Instant rice noodles and preparation method thereof
Technical Field
The invention belongs to the technical field of food processing, and particularly relates to instant rice noodles and a preparation method thereof.
Background
The instant food, rice noodles, can be eaten after being washed by boiled water or cold boiled water, is convenient to eat, is often worn by people during business trips and is also an economic food for people to deal with three meals a day when busy work. However, the main raw material of the existing rice noodles is rice, so that the rice noodles are single in nutrition and taste, cannot meet the nutritional requirements of people in one day, and cannot meet the requirements of people on different tastes.

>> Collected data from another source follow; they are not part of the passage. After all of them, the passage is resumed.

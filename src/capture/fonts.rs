use std::collections::BTreeSet;
use std::path::{Path, PathBuf};
use std::sync::Arc;

use crate::foundation::error::CaptureError;

/// Families the card design pulls from a remote stylesheet.
pub const REMOTE_FAMILIES: [&str; 2] = ["Montserrat", "Playfair Display"];

/// Fonts visible to the rasterizer, plus the families it must never try to resolve.
#[derive(Clone)]
pub struct FontEnvironment {
    db: Arc<usvg::fontdb::Database>,
    remote_families: BTreeSet<String>,
}

impl FontEnvironment {
    /// System fonts plus every font file found in `extra_dirs` (and their `fonts/` subdirectory).
    pub fn system(extra_dirs: &[PathBuf]) -> Self {
        let mut db = usvg::fontdb::Database::new();
        db.load_system_fonts();
        for dir in extra_dirs {
            load_fonts_from_dir(&mut db, dir);
            load_fonts_from_dir(&mut db, &dir.join("fonts"));
        }
        tracing::debug!(faces = db.len(), dirs = extra_dirs.len(), "font database built");
        Self::from_db(db)
    }

    /// Environment without any faces. Text renders nothing but the remote-font rules still apply.
    pub fn empty() -> Self {
        Self::from_db(usvg::fontdb::Database::new())
    }

    fn from_db(db: usvg::fontdb::Database) -> Self {
        Self {
            db: Arc::new(db),
            remote_families: REMOTE_FAMILIES.iter().map(|f| f.to_ascii_lowercase()).collect(),
        }
    }

    /// Replace the remote family list.
    pub fn with_remote_families<I, S>(mut self, families: I) -> Self
    where
        I: IntoIterator<Item = S>,
        S: AsRef<str>,
    {
        self.remote_families = families
            .into_iter()
            .map(|f| f.as_ref().trim().to_ascii_lowercase())
            .filter(|f| !f.is_empty())
            .collect();
        self
    }

    pub fn db(&self) -> Arc<usvg::fontdb::Database> {
        Arc::clone(&self.db)
    }

    pub fn face_count(&self) -> usize {
        self.db.len()
    }

    pub fn is_remote(&self, family: &str) -> bool {
        self.remote_families.contains(&family.trim().to_ascii_lowercase())
    }

    /// Fail on the first referenced family that would require reading remote font rules.
    pub fn check_local<'a>(
        &self,
        families: impl IntoIterator<Item = &'a String>,
    ) -> Result<(), CaptureError> {
        match families.into_iter().find(|f| self.is_remote(f)) {
            Some(family) => Err(CaptureError::RemoteFont {
                family: family.clone(),
            }),
            None => Ok(()),
        }
    }
}

impl std::fmt::Debug for FontEnvironment {
    fn fmt(&self, f: &mut std::fmt::Formatter<'_>) -> std::fmt::Result {
        f.debug_struct("FontEnvironment")
            .field("faces", &self.db.len())
            .field("remote_families", &self.remote_families)
            .finish()
    }
}

/// Add every `.ttf`/`.otf`/`.ttc` file directly inside `dir`. Returns the number of faces added.
fn load_fonts_from_dir(db: &mut usvg::fontdb::Database, dir: &Path) -> usize {
    let Ok(entries) = std::fs::read_dir(dir) else {
        return 0;
    };
    let before = db.len();

    let font_files = entries.flatten().map(|e| e.path()).filter(|p| {
        p.is_file()
            && p.extension()
                .and_then(|s| s.to_str())
                .is_some_and(|ext| matches!(ext.to_ascii_lowercase().as_str(), "ttf" | "otf" | "ttc"))
    });
    for path in font_files {
        if let Err(e) = db.load_font_file(&path) {
            tracing::debug!(path = %path.display(), error = %e, "skipping unreadable font file");
        }
    }

    let added = db.len() - before;
    if added > 0 {
        tracing::debug!(dir = %dir.display(), faces = added, "loaded card fonts");
    }
    added
}

/// Query order for a text run: requested families minus remote ones, then the generic sans and
/// serif fallbacks.
pub(crate) fn query_families<'a>(
    requested: &'a [usvg::FontFamily],
    remote: &BTreeSet<String>,
) -> Vec<usvg::fontdb::Family<'a>> {
    use usvg::fontdb::Family;

    let mut out: Vec<Family<'a>> = requested
        .iter()
        .filter_map(|family| match family {
            usvg::FontFamily::Named(name) if remote.contains(&name.trim().to_ascii_lowercase()) => {
                tracing::debug!(family = %name, "not resolving remote font family");
                None
            }
            usvg::FontFamily::Named(name) => Some(Family::Name(name.as_str())),
            usvg::FontFamily::Serif => Some(Family::Serif),
            usvg::FontFamily::SansSerif => Some(Family::SansSerif),
            usvg::FontFamily::Cursive => Some(Family::Cursive),
            usvg::FontFamily::Fantasy => Some(Family::Fantasy),
            usvg::FontFamily::Monospace => Some(Family::Monospace),
        })
        .collect();
    out.push(Family::SansSerif);
    out.push(Family::Serif);
    out
}

impl FontEnvironment {
    /// Face selection for card text. Remote families are never matched, so a run that names one
    /// falls through to local faces; any face at all is the last resort.
    pub(crate) fn resolver(&self) -> usvg::FontResolver<'static> {
        let remote = self.remote_families.clone();
        usvg::FontResolver {
            select_font: Box::new(move |font, fontdb| {
                let families = query_families(font.families(), &remote);
                let style = match font.style() {
                    usvg::FontStyle::Normal => usvg::fontdb::Style::Normal,
                    usvg::FontStyle::Italic => usvg::fontdb::Style::Italic,
                    usvg::FontStyle::Oblique => usvg::fontdb::Style::Oblique,
                };
                let query = usvg::fontdb::Query {
                    families: &families,
                    weight: usvg::fontdb::Weight(font.weight()),
                    stretch: usvg::fontdb::Stretch::Normal,
                    style,
                };
                fontdb
                    .query(&query)
                    .or_else(|| fontdb.faces().next().map(|f| f.id))
            }),
            select_fallback: usvg::FontResolver::default_fallback_selector(),
        }
    }
}

#[cfg(test)]
#[path = "../../tests/unit/capture/fonts.rs"]
mod tests;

The moringa oleifera leaves have the effects of reducing blood sugar, blood fat and blood pressure, resisting tumors, resisting oxidation, relaxing bowels, promoting urination, expelling parasites, improving sleep and the like, and can enhance the immune function of a human body, delay senility, prevent diseases and the like after being eaten for a long time.
Disclosure of Invention
The invention aims to overcome the defects and provide the instant rice flour which is rich in nutrition, free of additives, not easy to deteriorate and chewy.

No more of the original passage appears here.